As medicações utilizadas no tratamento da estenose mitral visam a melhora dos sintomas e a prevenção das complicações, no entanto não são capazes de melhorar a obstrução mecânica da valva mitral. A persistência dos sintomas e/ou a grande elevação da pressão pulmonar direciona a terapêutica para o tratamento intervencionista, valvuloplastia percutânea ou cirurgia.
- Diuréticos: diuréticos e restrição hidrossalina são importantes para o tratamento da congestão pulmonar, quadro muito comum nos pacientes com estenose mitral. Os diuréticos mais utilizados são a furosemida e a espironolactona.
- Controle de ritmo e frequência cardíaca: uma das terapias mais importantes na estenose mitral, é o controle do ritmo e da frequência cardíaca. Arritmias atriais são comuns na estenose mitral, principalmente a fibrilação atrial e quando se manifestam com frequência cardíaca alta desadaptam a função cardíaca, geram maior acúmulo de líquido nos pulmões e pioram os sintomas. Portanto, usar medicamentos que controlam a frequência ou até mesmo o ritmo cardíaco são fundamentais no controle clínico dos pacientes com estenose mitral. Os betabloqueadores, entre outros, são os medicamentos mais utilizados nesse contexto.
- Anticoagulantes: os anticoagulantes são medicamentos muito utilizados também. Os pacientes que já manifestaram fibrilação atrial e/ou algum evento embólico ( exemplo AVC ), devem utilizar anticoagulantes, assim como pacientes que apresentam coágulos dentro do coração visualizados pelo ecocardiograma. O anticoagulante de escolha utilizado nos pacientes ambulatoriais é a Varfarina sódica.
- Profilaxia secundária: não podemos esquecer da profilaxia secundária para febre reumática com penicilina benzatina. Pacientes com estenose mitral devem receber profilaxia com penicilina benzatina a cada 15 dias, nos primeiros dois anos do último surto reumático, e a cada 21 dias nos anos subsequentes até os 40 anos de idade, geralmente. Para os alérgicos à penicilina há alternativas.

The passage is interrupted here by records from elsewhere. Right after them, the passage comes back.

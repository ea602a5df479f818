//! Index-space and grid-location types shared by every kernel.

mod geometry;
mod index_box;
mod staggering;

pub use geometry::Geometry;
pub use index_box::IndexBox;
pub use staggering::{Direction, Staggering};
//! Turbulence and molecular transport model selectors.

use std::fmt;
use std::str::FromStr;

use crate::error::ConfigError;

/// Large-eddy simulation closure.
#[derive(Clone, Copy, Debug, Default, PartialEq, Eq, Hash)]
pub enum LesType {
    /// No subgrid model (DNS).
    #[default]
    None,
    Smagorinsky,
    /// Prognostic subgrid kinetic energy.
    Deardorff,
}

/// Planetary boundary layer closure.
#[derive(Clone, Copy, Debug, Default, PartialEq, Eq, Hash)]
pub enum PblType {
    #[default]
    None,
    /// Mellor-Yamada-Nakanishi-Niino level 2.5.
    Mynn25,
}

/// Molecular transport model.
#[derive(Clone, Copy, Debug, Default, PartialEq, Eq, Hash)]
pub enum MolecDiffType {
    #[default]
    None,
    /// Constant dynamic coefficients `ρα`.
    Constant,
    /// Constant kinematic coefficients `α`, multiplied by the local density.
    ConstantAlpha,
}

impl FromStr for LesType {
    type Err = ConfigError;

    fn from_str(s: &str) -> Result<Self, Self::Err> {
        match s {
            "None" => Ok(Self::None),
            "Smagorinsky" => Ok(Self::Smagorinsky),
            "Deardorff" => Ok(Self::Deardorff),
            other => Err(ConfigError::UnknownModel {
                kind: "les_type",
                value: other.to_string(),
            }),
        }
    }
}

impl FromStr for PblType {
    type Err = ConfigError;

    fn from_str(s: &str) -> Result<Self, Self::Err> {
        match s {
            "None" => Ok(Self::None),
            "MYNN2.5" => Ok(Self::Mynn25),
            other => Err(ConfigError::UnknownModel {
                kind: "pbl_type",
                value: other.to_string(),
            }),
        }
    }
}

impl FromStr for MolecDiffType {
    type Err = ConfigError;

    fn from_str(s: &str) -> Result<Self, Self::Err> {
        match s {
            "None" => Ok(Self::None),
            "Constant" => Ok(Self::Constant),
            "ConstantAlpha" => Ok(Self::ConstantAlpha),
            other => Err(ConfigError::UnknownModel {
                kind: "molec_diff_type",
                value: other.to_string(),
            }),
        }
    }
}

impl fmt::Display for LesType {
    fn fmt(&self, f: &mut fmt::Formatter<'_>) -> fmt::Result {
        f.write_str(match self {
            Self::None => "None",
            Self::Smagorinsky => "Smagorinsky",
            Self::Deardorff => "Deardorff",
        })
    }
}

impl fmt::Display for PblType {
    fn fmt(&self, f: &mut fmt::Formatter<'_>) -> fmt::Result {
        f.write_str(match self {
            Self::None => "None",
            Self::Mynn25 => "MYNN2.5",
        })
    }
}

impl fmt::Display for MolecDiffType {
    fn fmt(&self, f: &mut fmt::Formatter<'_>) -> fmt::Result {
        f.write_str(match self {
            Self::None => "None",
            Self::Constant => "Constant",
            Self::ConstantAlpha => "ConstantAlpha",
        })
    }
}

/// Coefficients of the MYNN level 2.5 closure.
#[derive(Clone, Copy, Debug, PartialEq)]
pub struct PblCoefficients {
    pub a1: f64,
    pub a2: f64,
    pub b1: f64,
    pub b2: f64,
    pub c1: f64,
    pub c2: f64,
    pub c3: f64,
    pub c4: f64,
    pub c5: f64,
}

impl Default for PblCoefficients {
    fn default() -> Self {
        Self {
            a1: 1.18,
            a2: 0.665,
            b1: 24.0,
            b2: 15.0,
            c1: 0.137,
            c2: 0.75,
            c3: 0.352,
            c4: 0.0,
            c5: 0.2,
        }
    }
}

impl PblCoefficients {
    /// Neutral stability function for momentum.
    #[inline]
    pub fn sm_neutral(&self) -> f64 {
        self.a1 * (1.0 - 3.0 * self.c1 - 6.0 * self.a1 / self.b1)
    }

    /// Neutral stability function for heat.
    #[inline]
    pub fn sh_neutral(&self) -> f64 {
        self.a2 * (1.0 - 6.0 * self.a1 / self.b1)
    }
}

/// Parameters of the diffusion closures, fixed for the run.
#[derive(Clone, Copy, Debug, PartialEq)]
pub struct DiffusionParams {
    pub les_type: LesType,
    pub pbl_type: PblType,
    pub molec_diff_type: MolecDiffType,
    /// Molecular viscosity μ (kg/(m·s)).
    pub dynamic_viscosity: f64,
    /// Density used to convert dynamic to kinematic coefficients.
    pub rho0_trans: f64,
    /// Thermal diffusivity (m²/s).
    pub alpha_t: f64,
    /// Scalar diffusivity (m²/s).
    pub alpha_c: f64,
    /// Smagorinsky constant.
    pub cs: f64,
    /// Deardorff eddy-viscosity constant.
    pub ck: f64,
    /// Deardorff dissipation constant.
    pub ce: f64,
    /// Deardorff turbulent Prandtl number for kinetic energy.
    pub sigma_k: f64,
    pub pr_t_inv: f64,
    pub sc_t_inv: f64,
    /// Reference potential temperature of the buoyancy terms (K).
    pub theta_ref: f64,
    pub pbl: PblCoefficients,
}

impl Default for DiffusionParams {
    fn default() -> Self {
        Self {
            les_type: LesType::None,
            pbl_type: PblType::None,
            molec_diff_type: MolecDiffType::None,
            dynamic_viscosity: 0.0,
            rho0_trans: 1.0,
            alpha_t: 0.0,
            alpha_c: 0.0,
            cs: 0.0,
            ck: 0.1,
            ce: 0.93,
            sigma_k: 0.5,
            pr_t_inv: 3.0,
            sc_t_inv: 1.0,
            theta_ref: 300.0,
            pbl: PblCoefficients::default(),
        }
    }
}

impl DiffusionParams {
    /// Whether any diffusive transport is switched on.
    pub fn is_active(&self) -> bool {
        self.les_type != LesType::None
            || self.pbl_type != PblType::None
            || self.molec_diff_type != MolecDiffType::None
    }

    /// Dynamic molecular coefficients for momentum, θ and scalars at density `rho`.
    #[inline]
    pub fn molecular(&self, rho: f64) -> [f64; 3] {
        match self.molec_diff_type {
            MolecDiffType::None => [0.0; 3],
            MolecDiffType::Constant => [
                self.dynamic_viscosity,
                self.rho0_trans * self.alpha_t,
                self.rho0_trans * self.alpha_c,
            ],
            MolecDiffType::ConstantAlpha => [
                rho * self.dynamic_viscosity / self.rho0_trans,
                rho * self.alpha_t,
                rho * self.alpha_c,
            ],
        }
    }
}

#[cfg(test)]
mod tests {
    use super::*;

    #[test]
    fn test_parse_model_names() {
        assert_eq!("Smagorinsky".parse::<LesType>().unwrap(), LesType::Smagorinsky);
        assert_eq!("MYNN2.5".parse::<PblType>().unwrap(), PblType::Mynn25);
        assert_eq!(
            "ConstantAlpha".parse::<MolecDiffType>().unwrap(),
            MolecDiffType::ConstantAlpha
        );
        assert!(matches!(
            "Kolmogorov".parse::<LesType>(),
            Err(ConfigError::UnknownModel { kind: "les_type", .. })
        ));
    }

    #[test]
    fn test_molecular_coefficients() {
        let mut p = DiffusionParams {
            molec_diff_type: MolecDiffType::Constant,
            dynamic_viscosity: 2.0,
            rho0_trans: 1.5,
            alpha_t: 0.1,
            alpha_c: 0.2,
            ..Default::default()
        };
        let c = p.molecular(3.0);
        assert!((c[0] - 2.0).abs() < 1e-15);
        assert!((c[1] - 0.15).abs() < 1e-15);

        p.molec_diff_type = MolecDiffType::ConstantAlpha;
        let c = p.molecular(3.0);
        assert!((c[0] - 4.0).abs() < 1e-15);
        assert!((c[2] - 0.6).abs() < 1e-15);
    }

    #[test]
    fn test_neutral_stability_functions_positive() {
        let c = PblCoefficients::default();
        assert!(c.sm_neutral() > 0.0);
        assert!(c.sh_neutral() > c.sm_neutral());
    }
}
impl SolverConfig {
    /// Validate `params` and derive the run constants.
    pub fn from_params(params: &SolverParams) -> Result<Self, ConfigError> {
        let buoyancy_type = BuoyancyType::try_from(params.buoyancy_type)?;

        if params.c_p <= 0.0 {
            return Err(ConfigError::invalid("c_p", params.c_p, "must be positive"));
        }
        if params.incompressible && !params.no_substepping {
            return Err(ConfigError::IncompressibleRequiresNoSubstepping);
        }
        let moving = params.terrain_type == TerrainType::Moving;
        if moving && !params.use_terrain {
            return Err(ConfigError::Incompatible(
                "terrain_type = moving requires use_terrain = true".to_string(),
            ));
        }
        if !params.use_lagged_delta_rt && !moving {
            return Err(ConfigError::LaggedDeltaRtRequiresMovingTerrain);
        }
        if !params.no_substepping && params.n_substeps == 0 {
            return Err(ConfigError::invalid("n_substeps", 0.0, "must be at least 1"));
        }
        if !(0.0..=1.0).contains(&params.num_diff_coeff) {
            return Err(ConfigError::invalid(
                "num_diff_coeff",
                params.num_diff_coeff,
                "must lie in [0, 1]",
            ));
        }
        if params.pr_t <= 0.0 {
            return Err(ConfigError::invalid("pr_t", params.pr_t, "must be positive"));
        }
        if params.sc_t <= 0.0 {
            return Err(ConfigError::invalid("sc_t", params.sc_t, "must be positive"));
        }
        if params.use_coriolis && params.rotational_time_period <= 0.0 {
            return Err(ConfigError::invalid(
                "rotational_time_period",
                params.rotational_time_period,
                "must be positive",
            ));
        }

        let les_type: LesType = params.les_type.parse()?;
        let pbl_type: PblType = params.pbl_type.parse()?;
        let molec_diff_type = if params.molec_diff_type.is_empty() {
            if les_type == LesType::None {
                MolecDiffType::Constant
            } else {
                MolecDiffType::None
            }
        } else {
            params.molec_diff_type.parse()?
        };
        if les_type != LesType::None && molec_diff_type == MolecDiffType::ConstantAlpha {
            return Err(ConfigError::Incompatible(
                "molec_diff_type = ConstantAlpha cannot be combined with an LES closure".to_string(),
            ));
        }
        if molec_diff_type != MolecDiffType::None && params.rho0_trans <= 0.0 {
            return Err(ConfigError::invalid("rho0_trans", params.rho0_trans, "must be positive"));
        }
        if pbl_type != PblType::None && les_type != LesType::None {
            warn!("PBL closure {pbl_type} combined with LES closure {les_type}; both act on the same eddy coefficients");
        }

        let diffusion = DiffusionParams {
            les_type,
            pbl_type,
            molec_diff_type,
            dynamic_viscosity: params.dynamic_viscosity,
            rho0_trans: params.rho0_trans,
            alpha_t: params.alpha_t,
            alpha_c: params.alpha_c,
            cs: params.cs,
            ck: params.ck,
            ce: params.ce,
            sigma_k: params.sigma_k,
            pr_t_inv: 1.0 / params.pr_t,
            sc_t_inv: 1.0 / params.sc_t,
            theta_ref: params.theta_ref,
            pbl: PblCoefficients {
                a1: params.pbl_a1,
                a2: params.pbl_a2,
                b1: params.pbl_b1,
                b2: params.pbl_b2,
                c1: params.pbl_c1,
                c2: params.pbl_c2,
                c3: params.pbl_c3,
                c4: params.pbl_c4,
                c5: params.pbl_c5,
            },
        };

        let mut defaulted = Vec::new();
        let mut scheme = |key: &'static str, value: &str, class: VariableClass| {
            let (s, was_default) = parse_scheme(key, value, class)?;
            if was_default {
                defaulted.push(key);
            }
            Ok::<_, ConfigError>(s)
        };
        let advection = AdvectionChoice {
            dycore_horiz: scheme("dycore_horiz_adv_type", &params.dycore_horiz_adv_type, VariableClass::Dycore)?,
            dycore_vert: scheme("dycore_vert_adv_type", &params.dycore_vert_adv_type, VariableClass::Dycore)?,
            dryscal_horiz: scheme("dryscal_horiz_adv_type", &params.dryscal_horiz_adv_type, VariableClass::DryScalar)?,
            dryscal_vert: scheme("dryscal_vert_adv_type", &params.dryscal_vert_adv_type, VariableClass::DryScalar)?,
            moistscal_horiz: scheme(
                "moistscal_horiz_adv_type",
                &params.moistscal_horiz_adv_type,
                VariableClass::MoistScalar,
            )?,
            moistscal_vert: scheme(
                "moistscal_vert_adv_type",
                &params.moistscal_vert_adv_type,
                VariableClass::MoistScalar,
            )?,
        };

        let latitude = params.latitude.to_radians();
        let config = Self {
            use_terrain: params.use_terrain,
            terrain_type: params.terrain_type,
            use_map_factors: params.use_map_factors,
            no_substepping: params.no_substepping,
            force_stage1_single_substep: params.force_stage1_single_substep,
            incompressible: params.incompressible,
            use_lagged_delta_rt: params.use_lagged_delta_rt,
            n_substeps: params.n_substeps.max(1),
            eos: EquationOfState::with_params(params.c_p, params.moisture),
            c_p: params.c_p,
            gravity: if params.use_gravity { GRAVITY } else { 0.0 },
            buoyancy_type,
            diffusion,
            rho_alpha_t: params.rho0_trans * params.alpha_t,
            rho_alpha_c: params.rho0_trans * params.alpha_c,
            use_coriolis: params.use_coriolis,
            coriolis_factor: 4.0 * PI / params.rotational_time_period,
            sinphi: latitude.sin(),
            cosphi: latitude.cos(),
            use_num_diff: params.use_num_diff,
            num_diff_coeff: params.num_diff_coeff * 0.015625,
            advection,
            defaulted,
        };
        config.summary();
        Ok(config)
    }

    /// Whether terrain moves in time.
    #[inline]
    pub fn is_moving_terrain(&self) -> bool {
        self.use_terrain && self.terrain_type == TerrainType::Moving
    }

    /// `R_d / c_p`
    #[inline]
    pub fn rd_over_cp(&self) -> f64 {
        self.eos.rd_over_cp
    }

    /// Log the selected options.
    pub fn summary(&self) {
        for (key, scheme) in self.advection.entries() {
            if self.defaulted.contains(&key) {
                info!("{key}: using default {scheme}");
            } else {
                info!("{key}: {scheme}");
            }
        }
        if self.no_substepping {
            info!("time integration: three-stage RK without acoustic substepping");
        } else {
            info!(
                "time integration: three-stage RK with {} acoustic substeps (stage 1 single substep: {})",
                self.n_substeps, self.force_stage1_single_substep
            );
        }
        info!(
            "diffusion: les = {}, pbl = {}, molecular = {}",
            self.diffusion.les_type, self.diffusion.pbl_type, self.diffusion.molec_diff_type
        );
        if self.use_terrain {
            info!("terrain: {:?}", self.terrain_type);
        }
        if self.use_map_factors {
            info!("map factors enabled");
        }
        if !self.use_lagged_delta_rt {
            info!("lagged delta(rho theta) disabled across stages");
        }
        if self.incompressible {
            info!("incompressible projection enabled");
        }
    }
}
//! Reference state about which the acoustic tendencies are linearised.

use crate::constants::{C_P_D, GRAVITY, P_0, R_D};
use crate::equations::EquationOfState;
use crate::field::Field;
use crate::types::{Geometry, Staggering};
use crate::vertical::{TerrainMetrics, z_at_cell_center};

use super::{ConsVar, StateVector};

/// Base-state density, pressure and potential temperature on cells.
///
/// The pressure gradient and buoyancy act on deviations from this state,
/// so a state equal to its base state feels no fast forcing.
#[derive(Clone, Debug)]
pub struct BaseState {
    rho0: Field,
    p0: Field,
    theta0: Field,
}

impl BaseState {
    /// Base state equal to `state` itself, ghosts included.
    pub fn from_state(state: &StateVector, eos: &EquationOfState) -> Self {
        let cons = &state.cons;
        let mut rho0 = Field::new(cons.valid_box(), Staggering::CellCentered, 1, cons.nghost());
        let mut p0 = rho0.zeros_like();
        let mut theta0 = rho0.zeros_like();
        let grown = rho0.grown_box();
        let rho = ConsVar::Rho.index();
        let rt = ConsVar::RhoTheta.index();
        let qv = (cons.ncomp() > ConsVar::RhoQ1.index()).then_some(ConsVar::RhoQ1.index());

        rho0.for_each_mut(&grown, 0..1, |i, j, k, _, v| *v = cons[(i, j, k, rho)]);
        theta0.for_each_mut(&grown, 0..1, |i, j, k, _, v| {
            *v = cons[(i, j, k, rt)] / cons[(i, j, k, rho)]
        });
        p0.for_each_mut(&grown, 0..1, |i, j, k, _, v| {
            let q = qv.map_or(0.0, |n| cons[(i, j, k, n)] / cons[(i, j, k, rho)]);
            *v = eos.pressure(cons[(i, j, k, rt)], q);
        });
        Self { rho0, p0, theta0 }
    }

    /// Dry isentropic atmosphere of constant θ in hydrostatic balance.
    ///
    /// The Exner function decreases linearly with height,
    /// `π(z) = π_s − g z / (c_p θ)`, starting from the surface pressure
    /// `p_surface` at `z = 0`.
    pub fn isentropic(
        geom: &Geometry,
        nghost: [usize; 3],
        metrics: Option<&TerrainMetrics>,
        theta: f64,
        p_surface: f64,
    ) -> Self {
        let mut rho0 = Field::new(geom.domain, Staggering::CellCentered, 1, nghost);
        let mut p0 = rho0.zeros_like();
        let mut theta0 = rho0.zeros_like();
        theta0.fill(theta);
        let grown = rho0.grown_box();
        let rd_over_cp = R_D / C_P_D;
        let pi_s = (p_surface / P_0).powf(rd_over_cp);
        let height = |i: i32, j: i32, k: i32| match metrics {
            Some(m) => z_at_cell_center(i, j, k, m.z_nd()),
            None => geom.cell_coord(2, k),
        };
        let exner = |z: f64| pi_s - GRAVITY * z / (C_P_D * theta);

        p0.for_each_mut(&grown, 0..1, |i, j, k, _, v| {
            *v = P_0 * exner(height(i, j, k)).powf(1.0 / rd_over_cp);
        });
        rho0.for_each_mut(&grown, 0..1, |i, j, k, _, v| {
            let pi = exner(height(i, j, k));
            *v = P_0 * pi.powf(1.0 / rd_over_cp) / (R_D * pi * theta);
        });
        Self { rho0, p0, theta0 }
    }

    /// Write the base state into the density and ρθ components of `state`
    /// and zero its momentum.
    pub fn initialize(&self, state: &mut StateVector) {
        let grown = state.cons.grown_box().intersect(&self.rho0.grown_box());
        let (rho0, theta0) = (&self.rho0, &self.theta0);
        state.cons.for_each_mut(&grown, 0..2, |i, j, k, n, v| {
            *v = if n == 0 {
                rho0[(i, j, k)]
            } else {
                rho0[(i, j, k)] * theta0[(i, j, k)]
            };
        });
        state.xmom.fill(0.0);
        state.ymom.fill(0.0);
        state.zmom.fill(0.0);
    }

    /// Base-state density.
    #[inline]
    pub fn rho0(&self) -> &Field {
        &self.rho0
    }

    /// Base-state pressure.
    #[inline]
    pub fn p0(&self) -> &Field {
        &self.p0
    }

    /// Base-state potential temperature.
    #[inline]
    pub fn theta0(&self) -> &Field {
        &self.theta0
    }
}

#[cfg(test)]
mod tests {
    use super::*;
    use crate::equations::pressure_given_rhotheta;

    #[test]
    fn test_isentropic_profile_is_consistent_with_eos() {
        let geom = Geometry::uniform([2, 2, 20], [100.0, 100.0, 100.0]);
        let base = BaseState::isentropic(&geom, [1, 1, 1], None, 300.0, 1.0e5);
        for k in 0..20 {
            let rho = base.rho0()[(0, 0, k)];
            let p = pressure_given_rhotheta(rho * 300.0);
            assert!(((p - base.p0()[(0, 0, k)]) / p).abs() < 1e-10);
        }
        assert!(base.p0()[(0, 0, 19)] < base.p0()[(0, 0, 0)]);
    }

    #[test]
    fn test_isentropic_profile_is_hydrostatic() {
        let dz = 50.0;
        let geom = Geometry::uniform([1, 1, 40], [100.0, 100.0, dz]);
        let base = BaseState::isentropic(&geom, [1, 1, 1], None, 300.0, 1.0e5);
        for k in 1..40 {
            let dpdz = (base.p0()[(0, 0, k)] - base.p0()[(0, 0, k - 1)]) / dz;
            let rho_face = 0.5 * (base.rho0()[(0, 0, k)] + base.rho0()[(0, 0, k - 1)]);
            assert!((dpdz + rho_face * GRAVITY).abs() / (rho_face * GRAVITY) < 1e-3);
        }
    }

    #[test]
    fn test_from_state_round_trip() {
        let geom = Geometry::uniform([2, 2, 4], [100.0, 100.0, 100.0]);
        let base = BaseState::isentropic(&geom, [1, 1, 1], None, 300.0, 1.0e5);
        let mut state = StateVector::new(geom.domain, ConsVar::NUM_DRY, [1, 1, 1]);
        base.initialize(&mut state);
        let again = BaseState::from_state(&state, &EquationOfState::new());
        assert!(again.p0().max_abs_diff(base.p0(), &geom.domain) < 1e-6);
        assert!(again.theta0().max_abs_diff(base.theta0(), &geom.domain) < 1e-10);
    }
}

- Cateterismo – valvuloplastia mitral percutânea por catéter balão: esse é o procedimento de escolha nos pacientes com estenose mitral importante, sintomáticos e/ou com elevação da pressão pulmonar. Devem ser avaliados detalhadamente através do ecocardiograma para a definição do Escore de Wilkins. Wilkins favorável, ou seja, menor ou igual a 8, favorece a valvuloplastia mitral percutânea por catéter balão. Nos grandes centros em que há experiência no procedimento, a valvuloplastia possui índices baixos de complicações (0,5 a 2 %) e mortalidade (0,5%). As principais contraindicações para o procedimento são a existência de insuficiência mitral moderada a importante, trombo dentro do coração e escore de Wilkins maior ou igual a 12.
- Cirurgia comissurotomia valvar mitral: esse procedimento é reservado aos pacientes sintomáticos e/ou com hipertensão pulmonar importante não elegíveis para a valvuloplastia mitral por cateterismo. Consiste na “plástica” da valva mitral, principalmente reduzindo a quantidade excessiva de cálcio e liberando as comissuras fundidas pela doença, melhorando a mobilidade e a abertura da valva mitral. Geralmente os resultados são muito bons e os riscos são inerentes a uma cirurgia cardíaca.
Devemos saber que a febre reumática “lambe as articulações e morde o coração“ e a valva mitral é uma das principais vítimas da cardite reumática. O mais importante para a diminuição da incidência da doença é realizar adequada profilaxia primária, impedindo que os indivíduos suscetíveis venham a contrair a doença. Assim, é necessário um esquema eficaz não só de tratamento, mas de prevenção das faringoamigdalites pelos estreptococos.